Fue en casinos de Tijuana donde saltó a la fama Rita Hayworth hacia los años 30. Nada más natural. Durante décadas, esta ciudad mexicana y la estadounidense San Diego fueron hermanas. Nada impedía entonces cruzar la frontera. Escribe María Antonia García (El Tiempo, 10-4-10) que los californianos pasaban del whisky al tequila con la misma naturalidad con que un mexicano pasa hoy del inglés al español; que se mezclaban tacos y hamburguesas, ‘chicanos’ y ‘gringos’, rancheras y música electrónica. Pero el narcotráfico, el control migratorio de los Bush y el contrabando interpusieron un muro metálico que separó de un tajo territorios.
A lado y lado de la frontera, dos mundos: allá, la aséptica San Diego de anchas avenidas; acá, la tumultuosa Tijuana, tiranizada por los carteles de la droga, sus naturales en trance permanente de cruzar el muro y morir en la estampida. Mas, muro o no, como sucede en zonas de frontera, queda el sincretismo sembrado. Aunque el turismo en Tijuana se desplomó, en cada esquina de la ciudad se siente la presencia del vecino país. Pero “La llanura domesticada de su lado del muro parece un exabrupto estético, una interrupción incomprensible, comparada con el pasto florido y despeinado del lado de Tijuana y su sobrepoblación de casitas (…) La gris muralla se prolonga a lo largo de ambas ciudades y, al final, justo cuando llega al mar, los graffittis de siluetas con cruces en el centro son un grito inútil que evoca el drama de los migrantes que, habiendo cruzado el ‘hueco’, mueren en el desierto”, escribe la cronista. Y registra también el servicio voluntario de gringos que vigilan la frontera y cazan, fusil en mano, a los “invasores”. Con la misma saña, diríase, con que le cercenaron a México en su hora la mitad del territorio.

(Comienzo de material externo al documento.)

use crate::*;
use rand::Rng;
use serde::Serialize;

/// Outcome of one sampling contest at a cell.
///
/// `samples[a]` is the raw draw for slot `a`, `None` for disabled slots so
/// they never enter the contest. Keeping the raw draws lets callers log or
/// replay the exact contest.
#[derive(Debug, Clone, PartialEq, Serialize)]
pub struct Roll {
    pub slot: Slot,
    pub samples: Vec<Option<Score>>,
}

impl Roll {
    /// Winning slot of `samples`: the maximum, ties going to the lowest index.
    ///
    /// Infinite draws compete like any other value. A NaN draw stays
    /// eligible but loses to every number, so a non-empty contest always
    /// has a winner.
    pub fn argmax(samples: &[Score]) -> Option<Slot> {
        Self::winner(samples.iter().copied().enumerate())
    }
    fn winner<I>(draws: I) -> Option<Slot>
    where
        I: Iterator<Item = (Slot, Score)>,
    {
        draws
            .fold(None, |best: Option<(Slot, Score)>, (slot, sample)| match best {
                Some((_, top)) if sample.is_nan() || sample <= top => best,
                _ => Some((slot, sample)),
            })
            .map(|(slot, _)| slot)
    }
}

impl<R> Policy<R>
where
    R: Representation,
{
    /// Draws one sample per enabled slot at `cell` and picks the largest.
    ///
    /// # Panics
    ///
    /// If no slot is enabled at `cell`. The turn engine ends an episode on
    /// the goal cell before it can ever ask for a move there.
    pub fn roll<G: Rng>(&self, cell: Cell, rng: &mut G) -> Roll {
        let samples = (0..self.track().slots())
            .map(|slot| {
                self.get(cell, slot)
                    .map(|descriptor| self.representation().draw(descriptor, rng))
            })
            .collect::<Vec<_>>();
        let slot = Roll::winner(
            samples
                .iter()
                .enumerate()
                .filter_map(|(slot, sample)| sample.map(|s| (slot, s))),
        )
        .expect("at least one enabled slot below the goal");
        Roll { slot, samples }
    }
}

impl std::fmt::Display for Roll {
    fn fmt(&self, f: &mut std::fmt::Formatter<'_>) -> std::fmt::Result {
        let draws = self
            .samples
            .iter()
            .enumerate()
            .filter_map(|(slot, sample)| sample.map(|s| (slot, s)))
            .map(|(slot, s)| {
                if slot == self.slot {
                    format!("[{}→{:.2}]", slot + 1, s)
                } else {
                    format!("{}→{:.2}", slot + 1, s)
                }
            })
            .collect::<Vec<_>>()
            .join(" ");
        write!(f, "{}", draws)
    }
}
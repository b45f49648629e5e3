//! Post-episode credit assignment.
//!
//! Learning is one-step, episodic, and outcome-only: when an episode ends,
//! the descriptors along a seat's recorded path are pushed towards (winner)
//! or away from (loser) the moves it made. Two rules are available:
//!
//! - [`bulk`] — every recorded move is bumped, every episode
//! - [`sparse`] — at most two moves are bumped, until nothing can move
//!
//! [`Trainer`] selects between them and carries the session's converged flag.

mod adjustment;
mod bulk;
mod sparse;
mod trainer;

pub use adjustment::*;
pub use bulk::*;
pub use sparse::*;
pub use trainer::*;

use serde::Deserialize;
use serde::Serialize;

/// Credit assignment rule, fixed when a session is built.
#[derive(Debug, Clone, Copy, Default, Hash, PartialEq, Eq, Serialize, Deserialize)]
#[serde(rename_all = "lowercase")]
pub enum Credit {
    /// Bump every move of every learner, every episode.
    #[default]
    Bulk,
    /// Bump the most recent bump-able move of the single learner.
    Sparse,
}

impl std::fmt::Display for Credit {
    fn fmt(&self, f: &mut std::fmt::Formatter<'_>) -> std::fmt::Result {
        match self {
            Self::Bulk => write!(f, "bulk"),
            Self::Sparse => write!(f, "sparse"),
        }
    }
}

impl std::str::FromStr for Credit {
    type Err = anyhow::Error;
    fn from_str(s: &str) -> Result<Self, Self::Err> {
        match s.to_lowercase().as_str() {
            "bulk" => Ok(Self::Bulk),
            "sparse" => Ok(Self::Sparse),
            _ => Err(anyhow::anyhow!("unknown credit rule: {}", s)),
        }
    }
}
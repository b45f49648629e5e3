use crate::*;
use serde::Deserialize;
use serde::Serialize;

/// Who decides a seat's moves.
#[derive(Debug, Clone, Copy, Default, Hash, PartialEq, Eq, Serialize, Deserialize)]
#[serde(rename_all = "lowercase")]
pub enum Mover {
    /// Moves arrive from outside through `submit_action`. Never learns.
    Human,
    /// Picks any enabled step uniformly at random. Never learns.
    Random,
    /// Samples its policy and learns from every outcome.
    #[default]
    Agent,
}

impl Mover {
    pub fn learns(&self) -> bool {
        matches!(self, Self::Agent)
    }
}

impl std::fmt::Display for Mover {
    fn fmt(&self, f: &mut std::fmt::Formatter<'_>) -> std::fmt::Result {
        match self {
            Self::Human => write!(f, "human"),
            Self::Random => write!(f, "random"),
            Self::Agent => write!(f, "agent"),
        }
    }
}

impl std::str::FromStr for Mover {
    type Err = anyhow::Error;
    fn from_str(s: &str) -> Result<Self, Self::Err> {
        match s.to_lowercase().as_str() {
            "human" => Ok(Self::Human),
            "random" => Ok(Self::Random),
            "agent" => Ok(Self::Agent),
            _ => Err(anyhow::anyhow!("unknown mover: {}", s)),
        }
    }
}

/// Everything fixed when a session is built, apart from the representation.
#[derive(Debug, Clone, PartialEq, Eq, Serialize, Deserialize)]
#[serde(default)]
pub struct Config {
    pub track: Track,
    pub credit: Credit,
    pub movers: [Mover; 2],
    /// Episodes kept in the rolling win-rate window.
    pub capacity: usize,
    /// Seed for the session's random source; `None` seeds from the OS.
    pub seed: Option<u64>,
}

impl Default for Config {
    fn default() -> Self {
        Self {
            track: Track::default(),
            credit: Credit::default(),
            movers: [Mover::Agent, Mover::Agent],
            capacity: RECENT_CAPACITY,
            seed: None,
        }
    }
}

impl Config {
    pub fn mover(&self, seat: Seat) -> Mover {
        self.movers[seat.index()]
    }
    pub fn learners(&self) -> [bool; 2] {
        self.movers.map(|m| m.learns())
    }
    pub fn validate(&self) -> anyhow::Result<()> {
        Track::new(self.track.length(), self.track.slots())?;
        if self.capacity == 0 {
            return Err(anyhow::anyhow!("recent-outcome window needs room for at least one episode"));
        }
        let learners = self.movers.iter().filter(|m| m.learns()).count();
        if self.credit == Credit::Sparse && learners != 1 {
            return Err(anyhow::anyhow!(
                "sparse credit needs exactly one agent, got {}",
                learners
            ));
        }
        Ok(())
    }
}

#[cfg(test)]
mod tests {
    use super::*;

    #[test]
    fn default_is_two_agents_in_bulk() {
        let config = Config::default();
        assert!(config.validate().is_ok());
        assert_eq!(config.learners(), [true, true]);
    }

    #[test]
    fn sparse_needs_a_single_learner() {
        let mut config = Config {
            credit: Credit::Sparse,
            ..Config::default()
        };
        assert!(config.validate().is_err());
        config.movers = [Mover::Human, Mover::Random];
        assert!(config.validate().is_err());
        config.movers = [Mover::Random, Mover::Agent];
        assert!(config.validate().is_ok());
    }

    #[test]
    fn empty_win_rate_window_is_rejected() {
        let mut config = Config {
            capacity: 0,
            ..Config::default()
        };
        assert!(config.validate().is_err());
        config.capacity = 1;
        assert!(config.validate().is_ok());
        let config = serde_json::from_str::<Config>(r#"{ "capacity": 0 }"#).unwrap();
        assert!(Session::new(config, Scale::default()).is_err());
    }

    #[test]
    fn movers_parse_case_insensitively() {
        assert_eq!("Human".parse::<Mover>().unwrap(), Mover::Human);
        assert_eq!("random".parse::<Mover>().unwrap(), Mover::Random);
        assert!("robot".parse::<Mover>().is_err());
    }

    #[test]
    fn parses_partial_json() {
        let config = serde_json::from_str::<Config>(
            r#"{ "credit": "sparse", "movers": ["agent", "human"], "seed": 3 }"#,
        )
        .unwrap();
        assert_eq!(config.credit, Credit::Sparse);
        assert_eq!(config.mover(Seat::P2), Mover::Human);
        assert_eq!(config.track, Track::default());
        assert_eq!(config.capacity, RECENT_CAPACITY);
        assert_eq!(config.seed, Some(3));
    }

    #[test]
    fn rejects_degenerate_tracks_from_json() {
        let config = serde_json::from_str::<Config>(r#"{ "track": { "length": 1, "slots": 3 } }"#)
            .unwrap();
        assert!(config.validate().is_err());
    }
}
use crate::*;
use dialoguer::Select;

/// Terminal prompt for a human seat.
#[derive(Debug, Clone, Copy, Default)]
pub struct Human;

impl Human {
    /// Asks `seat` for a step among the ones legal at `cell`.
    /// Returns `None` if the player quits.
    pub fn choose(&self, track: &Track, seat: Seat, cell: Cell) -> anyhow::Result<Option<usize>> {
        let steps = track
            .enabled(cell)
            .map(|slot| track.step(slot))
            .collect::<Vec<usize>>();
        let mut choices = steps
            .iter()
            .map(|step| format!("step {}", step))
            .collect::<Vec<String>>();
        choices.push(String::from("quit"));
        let selection = Select::new()
            .with_prompt(format!("\n{} AT CELL {} OF {}", seat, cell, track.goal()))
            .report(false)
            .items(choices.as_slice())
            .default(0)
            .interact_opt()?;
        Ok(selection.and_then(|i| steps.get(i).copied()))
    }
}
criterion::criterion_main!(benches);
criterion::criterion_group! {
    name = benches;
    config = criterion::Criterion::default()
        .without_plots()
        .noise_threshold(3.0)
        .significance_level(0.01)
        .sample_size(10)
        .measurement_time(std::time::Duration::from_secs(1));
    targets =
        sampling_ordinal_roll,
        sampling_parametric_roll,
        playing_ordinal_bulk_episodes,
        playing_parametric_bulk_episodes,
        playing_ordinal_sparse_episodes,
}

fn config(credit: Credit, movers: [Mover; 2]) -> Config {
    Config {
        credit,
        movers,
        seed: Some(0),
        ..Config::default()
    }
}

fn sampling_ordinal_roll(c: &mut criterion::Criterion) {
    let policy = Policy::create(Track::default(), Scale::default());
    let ref mut rng = SmallRng::seed_from_u64(0);
    c.bench_function("roll an ordinal policy at the start cell", |b| {
        b.iter(|| policy.roll(0, rng))
    });
}

fn sampling_parametric_roll(c: &mut criterion::Criterion) {
    let policy = Policy::create(Track::default(), Gaussian::default());
    let ref mut rng = SmallRng::seed_from_u64(0);
    c.bench_function("roll a parametric policy at the start cell", |b| {
        b.iter(|| policy.roll(0, rng))
    });
}

fn playing_ordinal_bulk_episodes(c: &mut criterion::Criterion) {
    let mut session = Session::new(config(Credit::Bulk, [Mover::Agent; 2]), Scale::default())
        .expect("valid config");
    c.bench_function("play an ordinal episode with bulk credit", |b| {
        b.iter(|| session.play_episode().expect("no humans"))
    });
}

fn playing_parametric_bulk_episodes(c: &mut criterion::Criterion) {
    let mut session = Session::new(config(Credit::Bulk, [Mover::Agent; 2]), Gaussian::default())
        .expect("valid config");
    c.bench_function("play a parametric episode with bulk credit", |b| {
        b.iter(|| session.play_episode().expect("no humans"))
    });
}

fn playing_ordinal_sparse_episodes(c: &mut criterion::Criterion) {
    let config = config(Credit::Sparse, [Mover::Agent, Mover::Random]);
    let mut session = Session::new(config, Scale::default()).expect("valid config");
    c.bench_function("play an ordinal episode with sparse credit", |b| {
        b.iter(|| session.play_episode().expect("no humans"))
    });
}

use rand::SeedableRng;
use rand::rngs::SmallRng;
use steprace::*;
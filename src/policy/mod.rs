//! Per-cell, per-slot descriptors that drive action selection.
//!
//! A [`Policy`] is an `N x K` grid of descriptors laid over a [`Track`]'s
//! enablement mask. What a descriptor *is* depends on the [`Representation`]:
//!
//! - [`Scale`] — Ordinal: each descriptor is a die ([`Tier`]) on a fixed scale
//! - [`Gaussian`] — Parametric: each descriptor is a Gaussian law ([`Normal`])

mod bump;
mod gaussian;
mod policy;
mod scale;

pub use bump::*;
pub use gaussian::*;
pub use policy::*;
pub use scale::*;

use crate::*;
use rand::Rng;

/// Pluggable descriptor representation.
///
/// Implementors own the numeric constants of their representation, so a
/// descriptor on its own is plain data and every mutation goes through here.
pub trait Representation: Clone + std::fmt::Debug + PartialEq {
    type Descriptor: Clone + std::fmt::Debug + PartialEq;
    /// Descriptor every enabled cell starts with.
    fn initial(&self) -> Self::Descriptor;
    /// Moves the descriptor one notch in `direction`.
    fn bump(&self, descriptor: &mut Self::Descriptor, direction: Direction) -> Bump;
    /// True if a bump in `direction` would leave the descriptor unchanged.
    fn saturated(&self, descriptor: &Self::Descriptor, direction: Direction) -> bool;
    /// Draws one raw sample from the descriptor's law.
    fn draw<G: Rng>(&self, descriptor: &Self::Descriptor, rng: &mut G) -> Score;
    /// Short human-readable label.
    fn describe(&self, descriptor: &Self::Descriptor) -> String;
}
use super::*;
use crate::*;

/// Applies the session's credit rule at the end of every finished episode.
///
/// Owns the converged flag for sparse learning: it flips to `true` the first
/// time a learner's whole path is saturated, and from then on sparse updates
/// are skipped until [`Trainer::reset`].
#[derive(Debug, Clone, PartialEq, Eq)]
pub struct Trainer {
    credit: Credit,
    converged: bool,
}

impl Trainer {
    pub fn new(credit: Credit) -> Self {
        Self {
            credit,
            converged: false,
        }
    }
    pub fn credit(&self) -> Credit {
        self.credit
    }
    pub fn converged(&self) -> bool {
        self.converged
    }
    pub fn reset(&mut self) {
        self.converged = false;
    }

    /// Reshapes the learners' policies after `winner` reached the goal.
    ///
    /// `learners[i]` says whether seat `i` learns at all; non-learners keep
    /// their policy untouched. Returns what changed, per seat.
    pub fn on_episode_end<R>(
        &mut self,
        winner: Seat,
        policies: &mut [Policy<R>; 2],
        histories: &[History; 2],
        learners: [bool; 2],
    ) -> Vec<Adjustment>
    where
        R: Representation,
    {
        match self.credit {
            Credit::Bulk => Self::bulk(winner, policies, histories, learners),
            Credit::Sparse => self.sparse(winner, policies, histories, learners),
        }
    }

    fn bulk<R>(
        winner: Seat,
        policies: &mut [Policy<R>; 2],
        histories: &[History; 2],
        learners: [bool; 2],
    ) -> Vec<Adjustment>
    where
        R: Representation,
    {
        Seat::all()
            .into_iter()
            .filter(|seat| learners[seat.index()])
            .filter(|seat| !histories[seat.index()].is_empty())
            .map(|seat| {
                let direction = Direction::from_outcome(seat == winner);
                let ref history = histories[seat.index()];
                let ref mut policy = policies[seat.index()];
                let moves = bulk(policy, history, direction);
                Adjustment {
                    seat,
                    direction,
                    moves,
                }
            })
            .inspect(|adjustment| log::info!("{}", adjustment))
            .collect()
    }

    fn sparse<R>(
        &mut self,
        winner: Seat,
        policies: &mut [Policy<R>; 2],
        histories: &[History; 2],
        learners: [bool; 2],
    ) -> Vec<Adjustment>
    where
        R: Representation,
    {
        let mut adjustments = Vec::new();
        for seat in Seat::all().into_iter().filter(|s| learners[s.index()]) {
            if self.converged {
                log::debug!("converged, skipping credit for {}", seat);
                break;
            }
            let direction = Direction::from_outcome(seat == winner);
            let ref history = histories[seat.index()];
            let ref mut policy = policies[seat.index()];
            match sparse(policy, history, direction) {
                Nudge::Empty => log::debug!("{} made no moves, nothing to credit", seat),
                Nudge::Exhausted => {
                    self.converged = true;
                    log::info!("training complete: no move of {} can {} any further", seat, direction);
                }
                Nudge::Changed(moves) => {
                    let adjustment = Adjustment {
                        seat,
                        direction,
                        moves,
                    };
                    log::info!("{}", adjustment);
                    adjustments.push(adjustment);
                }
            }
        }
        adjustments
    }
}

#[cfg(test)]
mod tests {
    use super::*;

    fn moves(pairs: &[(Cell, Slot)]) -> History {
        pairs.iter().copied().map(Move::from).collect()
    }

    fn policies() -> [Policy<Scale>; 2] {
        let track = Track::default();
        [
            Policy::create(track, Scale::default()),
            Policy::create(track, Scale::default()),
        ]
    }

    #[test]
    fn bulk_reinforces_winner_and_weakens_loser() {
        let mut trainer = Trainer::new(Credit::Bulk);
        let ref mut policies = policies();
        let histories = [moves(&[(0, 2), (4, 0)]), moves(&[(3, 0), (5, 2)])];
        let adjustments = trainer.on_episode_end(Seat::P1, policies, &histories, [true, true]);
        assert_eq!(adjustments.len(), 2);
        assert_eq!(policies[0].describe(0, 2), "D8");
        assert_eq!(policies[0].describe(4, 0), "D8");
        assert_eq!(policies[1].describe(3, 0), "D4");
        assert_eq!(policies[1].describe(5, 2), "D4");
        assert!(!trainer.converged());
    }

    #[test]
    fn bulk_spares_non_learners() {
        let mut trainer = Trainer::new(Credit::Bulk);
        let ref mut policies = policies();
        let untouched = policies[1].clone();
        let histories = [moves(&[(0, 2)]), moves(&[(3, 0)])];
        let adjustments = trainer.on_episode_end(Seat::P1, policies, &histories, [true, false]);
        assert_eq!(adjustments.len(), 1);
        assert_eq!(adjustments[0].seat, Seat::P1);
        assert_eq!(policies[1], untouched);
    }

    #[test]
    fn bulk_ignores_seats_that_never_moved() {
        let mut trainer = Trainer::new(Credit::Bulk);
        let ref mut policies = policies();
        let before = policies.clone();
        let histories = [History::new(), History::new()];
        assert!(trainer.on_episode_end(Seat::P2, policies, &histories, [true, true]).is_empty());
        assert_eq!(*policies, before);
    }

    #[test]
    fn bulk_repeated_pair_gets_two_bumps() {
        let mut trainer = Trainer::new(Credit::Bulk);
        let ref mut policies = policies();
        let histories = [moves(&[(1, 1), (1, 1)]), History::new()];
        trainer.on_episode_end(Seat::P1, policies, &histories, [true, true]);
        assert_eq!(policies[0].describe(1, 1), "D10");
    }

    #[test]
    fn sparse_weakens_a_losing_learner() {
        let mut trainer = Trainer::new(Credit::Sparse);
        let ref mut policies = policies();
        let histories = [moves(&[(0, 1), (4, 2)]), moves(&[(2, 2)])];
        let adjustments = trainer.on_episode_end(Seat::P2, policies, &histories, [true, false]);
        assert_eq!(adjustments.len(), 1);
        assert_eq!(adjustments[0].direction, Direction::Weaken);
        assert_eq!(policies[0].describe(4, 2), "D4");
        assert_eq!(policies[0].describe(0, 1), "D6");
    }

    #[test]
    fn sparse_converges_once_and_stays_converged() {
        let mut trainer = Trainer::new(Credit::Sparse);
        let ref mut policies = policies();
        let histories = [moves(&[(0, 2), (3, 2), (6, 2)]), moves(&[(2, 0)])];
        for _ in 0..64 {
            trainer.on_episode_end(Seat::P1, policies, &histories, [true, false]);
        }
        assert!(trainer.converged());
        for m in &histories[0] {
            assert_eq!(policies[0].describe(m.cell, m.slot), "D100");
        }
        let frozen = policies.clone();
        let other = [moves(&[(1, 0), (5, 1)]), History::new()];
        assert!(trainer.on_episode_end(Seat::P2, policies, &other, [true, false]).is_empty());
        assert_eq!(*policies, frozen);
    }

    #[test]
    fn sparse_empty_history_does_not_converge() {
        let mut trainer = Trainer::new(Credit::Sparse);
        let ref mut policies = policies();
        let histories = [History::new(), moves(&[(0, 2)])];
        assert!(trainer.on_episode_end(Seat::P2, policies, &histories, [true, false]).is_empty());
        assert!(!trainer.converged());
    }

    #[test]
    fn reset_clears_convergence() {
        let mut trainer = Trainer::new(Credit::Sparse);
        let scale = Scale::default();
        let top = scale.top();
        let ref mut policies = [
            Policy::from_fn(Track::default(), scale.clone(), |_, _| top),
            Policy::create(Track::default(), scale),
        ];
        let histories = [moves(&[(0, 0)]), History::new()];
        trainer.on_episode_end(Seat::P1, policies, &histories, [true, false]);
        assert!(trainer.converged());
        trainer.reset();
        assert!(!trainer.converged());
    }
}
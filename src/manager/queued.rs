use std::sync::mpsc::{self, Receiver, RecvTimeoutError, SendError, Sender, TryRecvError};
use std::thread::{self, JoinHandle};
use std::time::Duration;

use crate::error::{PanelError, Result};
use crate::messages::{Command, Response};
use crate::panel::Panel;
use crate::terminal::Terminal;

use super::config::ManagerConfig;
use super::core::{DISCONNECT_REASON, Manager};
use super::dispatch::DispatchTable;

/// Controller side of a manager running on its own thread.
///
/// Dropping the inbound sender (including dropping this value) ends the
/// manager with `Ending("controller disconnected")`.
#[derive(Debug)]
pub struct QueuedManager {
    inbox: Sender<Command>,
    outbox: Receiver<Response>,
    handle: JoinHandle<()>,
}

/// Start a manager on a dedicated named thread.
///
/// Failures while taking over the terminal are reported on the outbox as
/// `Ending(reason)`; only a failure to spawn the thread is returned here.
pub fn spawn_queued(
    initial: Option<(String, Box<dyn Panel>)>,
    dispatch: DispatchTable,
    terminal: Box<dyn Terminal>,
    config: ManagerConfig,
) -> Result<QueuedManager> {
    let (inbox, commands) = mpsc::channel();
    let (responses, outbox) = mpsc::channel();

    let handle = thread::Builder::new()
        .name(config.thread_name.clone())
        .spawn(move || run(initial, dispatch, terminal, config, commands, responses))?;

    Ok(QueuedManager {
        inbox,
        outbox,
        handle,
    })
}

fn run(
    initial: Option<(String, Box<dyn Panel>)>,
    dispatch: DispatchTable,
    terminal: Box<dyn Terminal>,
    config: ManagerConfig,
    commands: Receiver<Command>,
    responses: Sender<Response>,
) {
    let mut manager = match Manager::new(initial, dispatch, terminal, config) {
        Ok(manager) => manager,
        Err(err) => {
            let _ = responses.send(Response::Ending {
                reason: Some(err.to_string()),
            });
            return;
        }
    };

    loop {
        let command = match commands.try_recv() {
            Ok(command) => Some(command),
            Err(TryRecvError::Empty) => None,
            Err(TryRecvError::Disconnected) => {
                manager.end(Some(DISCONNECT_REASON.to_string()));
                forward(&mut manager, &responses);
                break;
            }
        };

        let running = manager.step(command);
        if !forward(&mut manager, &responses) {
            manager.end(Some(DISCONNECT_REASON.to_string()));
            break;
        }
        if !running {
            break;
        }
    }
}

/// Push every pending response to the controller. Returns `false` once the
/// receiving side has gone away.
fn forward(manager: &mut Manager, responses: &Sender<Response>) -> bool {
    for response in manager.drain_responses() {
        if responses.send(response).is_err() {
            return false;
        }
    }
    true
}

impl QueuedManager {
    pub fn inbox(&self) -> &Sender<Command> {
        &self.inbox
    }

    pub fn outbox(&self) -> &Receiver<Response> {
        &self.outbox
    }

    pub fn send(&self, command: Command) -> std::result::Result<(), SendError<Command>> {
        self.inbox.send(command)
    }

    /// Wait up to `timeout` for the next response. `None` on timeout or
    /// once the manager thread has exited and the outbox is drained.
    pub fn recv_timeout(&self, timeout: Duration) -> Option<Response> {
        match self.outbox.recv_timeout(timeout) {
            Ok(response) => Some(response),
            Err(RecvTimeoutError::Timeout | RecvTimeoutError::Disconnected) => None,
        }
    }

    pub fn is_finished(&self) -> bool {
        self.handle.is_finished()
    }

    /// Disconnect the controller and wait for the manager thread to exit.
    /// Responses still queued, including the final `Ending`, are returned.
    pub fn join(self) -> Result<Vec<Response>> {
        let QueuedManager {
            inbox,
            outbox,
            handle,
        } = self;
        drop(inbox);
        handle
            .join()
            .map_err(|_| PanelError::Panicked("manager thread panicked".to_string()))?;
        Ok(outbox.try_iter().collect())
    }

    pub fn into_channels(self) -> (Sender<Command>, Receiver<Response>, JoinHandle<()>) {
        (self.inbox, self.outbox, self.handle)
    }
}

#[cfg(test)]
mod tests {
    use super::*;
    use crate::geometry::Size;
    use crate::terminal::ScriptedTerminal;

    #[test]
    fn runs_on_named_thread_and_pongs() {
        let (term, _handle) = ScriptedTerminal::new(Size::new(10, 3));
        let config = ManagerConfig::default().with_poll_interval(Duration::from_millis(2));
        let manager = spawn_queued(None, DispatchTable::new(), Box::new(term), config).unwrap();
        manager.send(Command::Ping).unwrap();
        assert_eq!(
            manager.recv_timeout(Duration::from_secs(2)),
            Some(Response::Pong)
        );

        let rest = manager.join().unwrap();
        assert_eq!(
            rest,
            vec![Response::Ending {
                reason: Some(DISCONNECT_REASON.to_string())
            }]
        );
    }
}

Hoy en Tijuana a los deportados sólo se les permite ver a sus familiares de lejos, en domingo y muro de por medio. Mas hay aquí un doble rasero: el de la segregación, apenas amortiguada por un precario contacto entre comunidades fronterizas, y el de la potencial amenaza de una población que va teniendo más hijos que los blancos. En 2011, recuerda La Rotta, nacieron más bebés de hispanos, negros y asiáticos que de blancos: la nueva constelación de minorías es ya un hecho. Y agudizará los conflictos. Obama ha comparado la lucha por su reforma migratoria con las justas por los derechos civiles y los de las mujeres. Acaso no tarde mucho ese país en elegir un presidente hispano. Simbolizaría la reconquista de la patria usurpada.